Tag Archives: Plato

Quentin Smith

The basic presupposition shared by Heidegger and other philosophers in the rational-metaphysical tradition from Plato and Aristotle onwards is that the central metaphysical question is a Why-question, and is about the reason or reasons that explain why everything is and is as it is. Metaphysicians from Plato to Hegel presupposed the most fundamental metaphysical truth to be the answer to this question, and metaphysicians from Schopenhauer onwards presupposed the most basic metaphysical truth to be the unanswerability of this question.

Quentin Smith, The Felt Meanings of the World: A Metaphysics of Feeling, West Lafayette, Indiana, 1986, p. 13

Henry Sidgwick

Plato’s reason for claiming that the life of the Philosopher has more pleasure than that of the Sensualist is palpably inadequate.

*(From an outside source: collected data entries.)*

//! HomeKit pair-verify, accessory side (M1-M4).
//!
//! Each verify attempt is an explicit [`VerifyState`] value threaded through
//! [`transition`]. Ephemeral key material lives only inside
//! [`VerifyState::AwaitingFinish`] and is dropped once M3 is handled.
//!
//! ```text
//! Start --M1--> AwaitingFinish --M3 ok--> Success
//!                     |
//!                     +--M3 bad--> Failed
//! ```
//!
//! A fresh M1 is accepted from any state and replaces the attempt in flight.

use crate::traits::IdentityStore;
use hap_core::error::{Error, PairingError, Result};
use hap_crypto::{
    chacha::{self, labels, Nonce12},
    curve25519::EcdhKeyPair,
    ed25519,
    keys::{EncryptionKey, SessionKeys, SharedSecret},
    tlv::{Tlv8, TlvError, TlvType},
};
use rand::{CryptoRng, RngCore};
use tracing::{debug, info, warn};

/// Ephemeral material held between M2 and M3.
pub struct PendingVerify {
    accessory_public: [u8; 32],
    controller_public: [u8; 32],
    shared_secret: SharedSecret,
    handshake_key: EncryptionKey,
}

impl std::fmt::Debug for PendingVerify {
    fn fmt(&self, f: &mut std::fmt::Formatter<'_>) -> std::fmt::Result {
        f.debug_struct("PendingVerify")
            .field("accessory_public", &hex::encode(self.accessory_public))
            .field("controller_public", &hex::encode(self.controller_public))
            .finish_non_exhaustive()
    }
}

/// Per-connection verify state.
#[derive(Debug, Default)]
pub enum VerifyState {
    #[default]
    Start,
    AwaitingFinish(PendingVerify),
    Success,
    Failed,
}

impl VerifyState {
    pub fn name(&self) -> &'static str {
        match self {
            VerifyState::Start => "start",
            VerifyState::AwaitingFinish(_) => "awaiting-finish",
            VerifyState::Success => "success",
            VerifyState::Failed => "failed",
        }
    }
}

/// Result of handling one verify request.
#[derive(Debug)]
pub enum VerifyOutcome {
    /// Reply and wait for the next message.
    Continue(Vec<u8>),
    /// Reply with `{state=4}`, then install the record layer.
    Established {
        response: Vec<u8>,
        keys: SessionKeys,
        controller_id: String,
    },
    /// Reply with an error TLV. The attempt is over.
    Rejected { response: Vec<u8>, reason: Error },
}

impl VerifyOutcome {
    /// Body to send back to the controller.
    pub fn response(&self) -> &[u8] {
        match self {
            VerifyOutcome::Continue(response)
            | VerifyOutcome::Established { response, .. }
            | VerifyOutcome::Rejected { response, .. } => response,
        }
    }
}

/// Next state plus what to tell the caller.
///
/// When `outcome` is an error the returned state equals the input state,
/// except for local failures after M1 was accepted.
#[derive(Debug)]
pub struct Transition {
    pub state: VerifyState,
    pub outcome: Result<VerifyOutcome>,
}

impl Transition {
    fn unchanged(state: VerifyState, error: impl Into<Error>) -> Self {
        Self {
            state,
            outcome: Err(error.into()),
        }
    }
}

/// Advance the pair-verify state machine by one request body.
pub fn transition<S, R>(state: VerifyState, body: &[u8], store: &S, rng: &mut R) -> Transition
where
    S: IdentityStore + ?Sized,
    R: RngCore + CryptoRng,
{
    let tlv = match Tlv8::parse(body) {
        Ok(tlv) => tlv,
        Err(e) => return Transition::unchanged(state, e),
    };

    let Some(message_state) = tlv.state() else {
        return Transition::unchanged(state, PairingError::MissingTlv(TlvType::State as u8));
    };

    match (message_state, state) {
        (1, state) => handle_start(state, &tlv, store, rng),
        (3, VerifyState::AwaitingFinish(pending)) => handle_finish(pending, &tlv, store),
        (3, state) => {
            debug!(state = state.name(), "Pair-verify M3 without a pending M1");
            Transition::unchanged(
                state,
                PairingError::UnexpectedState {
                    expected: "M1",
                    actual: 3,
                },
            )
        }
        (other, state) => {
            debug!(message_state = other, "Unexpected pair-verify state");
            Transition::unchanged(
                state,
                PairingError::UnexpectedState {
                    expected: "M1 or M3",
                    actual: other,
                },
            )
        }
    }
}

fn handle_start<S, R>(previous: VerifyState, tlv: &Tlv8, store: &S, rng: &mut R) -> Transition
where
    S: IdentityStore + ?Sized,
    R: RngCore + CryptoRng,
{
    let controller_public = match tlv.require_array::<32>(TlvType::PublicKey) {
        Ok(pk) => pk,
        Err(e) => return Transition::unchanged(previous, e),
    };

    if matches!(previous, VerifyState::AwaitingFinish(_)) {
        debug!("Pair-verify M1 replaces attempt in flight");
    }

    let ephemeral = EcdhKeyPair::generate(rng);
    let accessory_public = ephemeral.public_key();

    let shared = match ephemeral.diffie_hellman(&controller_public) {
        Ok(shared) => SharedSecret::new(shared.to_vec()),
        Err(e) => {
            warn!("Pair-verify M1 carried an unusable public key");
            return Transition {
                state: VerifyState::Failed,
                outcome: Ok(VerifyOutcome::Rejected {
                    response: error_response(2),
                    reason: e.into(),
                }),
            };
        }
    };

    match build_m2(store, &shared, &accessory_public, &controller_public) {
        Ok((response, handshake_key)) => {
            debug!("Pair-verify M2 sent");
            Transition {
                state: VerifyState::AwaitingFinish(PendingVerify {
                    accessory_public,
                    controller_public,
                    shared_secret: shared,
                    handshake_key,
                }),
                outcome: Ok(VerifyOutcome::Continue(response)),
            }
        }
        Err(e) => Transition {
            state: VerifyState::Failed,
            outcome: Err(e),
        },
    }
}

fn build_m2<S>(
    store: &S,
    shared: &SharedSecret,
    accessory_public: &[u8; 32],
    controller_public: &[u8; 32],
) -> Result<(Vec<u8>, EncryptionKey)>
where
    S: IdentityStore + ?Sized,
{
    let handshake_key = SessionKeys::derive_pair_verify_key(shared)?;

    let accessory_id = store.accessory_id();
    let keypair = store.accessory_keypair();

    let mut info = Vec::with_capacity(64 + accessory_id.len());
    info.extend_from_slice(accessory_public);
    info.extend_from_slice(accessory_id.as_bytes());
    info.extend_from_slice(controller_public);
    let signature = keypair.sign(&info);

    let sub_tlv = Tlv8::new()
        .with(TlvType::Identifier, accessory_id.as_bytes())
        .with(TlvType::Signature, signature.as_slice())
        .encode();

    let encrypted = chacha::seal(
        handshake_key.as_bytes(),
        &Nonce12::from_label(labels::PV_MSG02),
        &sub_tlv,
        &[],
    )?;

    let response = Tlv8::new()
        .with_state(2)
        .with(TlvType::PublicKey, accessory_public.as_slice())
        .with(TlvType::EncryptedData, encrypted)
        .encode();

    Ok((response, handshake_key))
}

fn handle_finish<S>(pending: PendingVerify, tlv: &Tlv8, store: &S) -> Transition
where
    S: IdentityStore + ?Sized,
{
    let encrypted = match tlv.require(TlvType::EncryptedData) {
        Ok(data) => data,
        Err(e) => return Transition::unchanged(VerifyState::AwaitingFinish(pending), e),
    };

    let plaintext = match chacha::open(
        pending.handshake_key.as_bytes(),
        &Nonce12::from_label(labels::PV_MSG03),
        encrypted,
        &[],
    ) {
        Ok(plaintext) => plaintext,
        Err(e) => {
            warn!("Pair-verify M3 failed authentication");
            return reject(e.into());
        }
    };

    let (controller_id, signature) = match parse_m3_payload(&plaintext) {
        Ok(parsed) => parsed,
        Err(e) => {
            warn!(error = %e, "Pair-verify M3 payload is unusable");
            return reject(e);
        }
    };

    // Lookup by identifier only. A missing key always yields the error TLV.
    let Some(controller_ltpk) = store.lookup_controller(&controller_id) else {
        warn!(controller = %controller_id, "Pair-verify from unknown controller");
        return reject(PairingError::UnknownController(controller_id).into());
    };

    let mut info = Vec::with_capacity(64 + controller_id.len());
    info.extend_from_slice(&pending.controller_public);
    info.extend_from_slice(controller_id.as_bytes());
    info.extend_from_slice(&pending.accessory_public);

    if ed25519::verify(&controller_ltpk, &info, &signature).is_err() {
        warn!(controller = %controller_id, "Pair-verify M3 signature invalid");
        return reject(PairingError::SignatureInvalid.into());
    }

    match SessionKeys::derive(&pending.shared_secret) {
        Ok(keys) => {
            info!(controller = %controller_id, "Pair-verify complete");
            Transition {
                state: VerifyState::Success,
                outcome: Ok(VerifyOutcome::Established {
                    response: Tlv8::new().with_state(4).encode(),
                    keys,
                    controller_id,
                }),
            }
        }
        Err(e) => Transition {
            state: VerifyState::Failed,
            outcome: Err(e.into()),
        },
    }
}

fn parse_m3_payload(plaintext: &[u8]) -> Result<(String, [u8; 64])> {
    let sub_tlv = Tlv8::parse(plaintext)?;
    let identifier = sub_tlv.require(TlvType::Identifier)?;
    let signature = sub_tlv.require_array::<64>(TlvType::Signature)?;
    let controller_id = String::from_utf8(identifier.to_vec())
        .map_err(|_| PairingError::Protocol("controller identifier is not UTF-8".to_string()))?;
    Ok((controller_id, signature))
}

fn reject(reason: Error) -> Transition {
    Transition {
        state: VerifyState::Failed,
        outcome: Ok(VerifyOutcome::Rejected {
            response: error_response(4),
            reason,
        }),
    }
}

fn error_response(state: u8) -> Vec<u8> {
    Tlv8::new()
        .with_state(state)
        .with_error(TlvError::Authentication)
        .encode()
}

/// Owns the verify state for one connection.
#[derive(Debug, Default)]
pub struct PairVerify {
    state: VerifyState,
}

impl PairVerify {
    pub fn new() -> Self {
        Self::default()
    }

    /// Handle one `/pair-verify` body.
    pub fn handle<S, R>(&mut self, body: &[u8], store: &S, rng: &mut R) -> Result<VerifyOutcome>
    where
        S: IdentityStore + ?Sized,
        R: RngCore + CryptoRng,
    {
        let state = std::mem::take(&mut self.state);
        let Transition { state, outcome } = transition(state, body, store, rng);
        self.state = state;
        outcome
    }

    pub fn state(&self) -> &VerifyState {
        &self.state
    }

    pub fn is_established(&self) -> bool {
        matches!(self.state, VerifyState::Success)
    }
}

The philosopher, he argues, has tried both kinds of pleasure, sensual as well as intellectual, and prefers the delights of philosophic life; the sensualist ought therefore to trust his decision and follow his example. But who can tell that the philosopher’s constitution is not such as to render the enjoyments of the senses, in his case, comparatively feeble?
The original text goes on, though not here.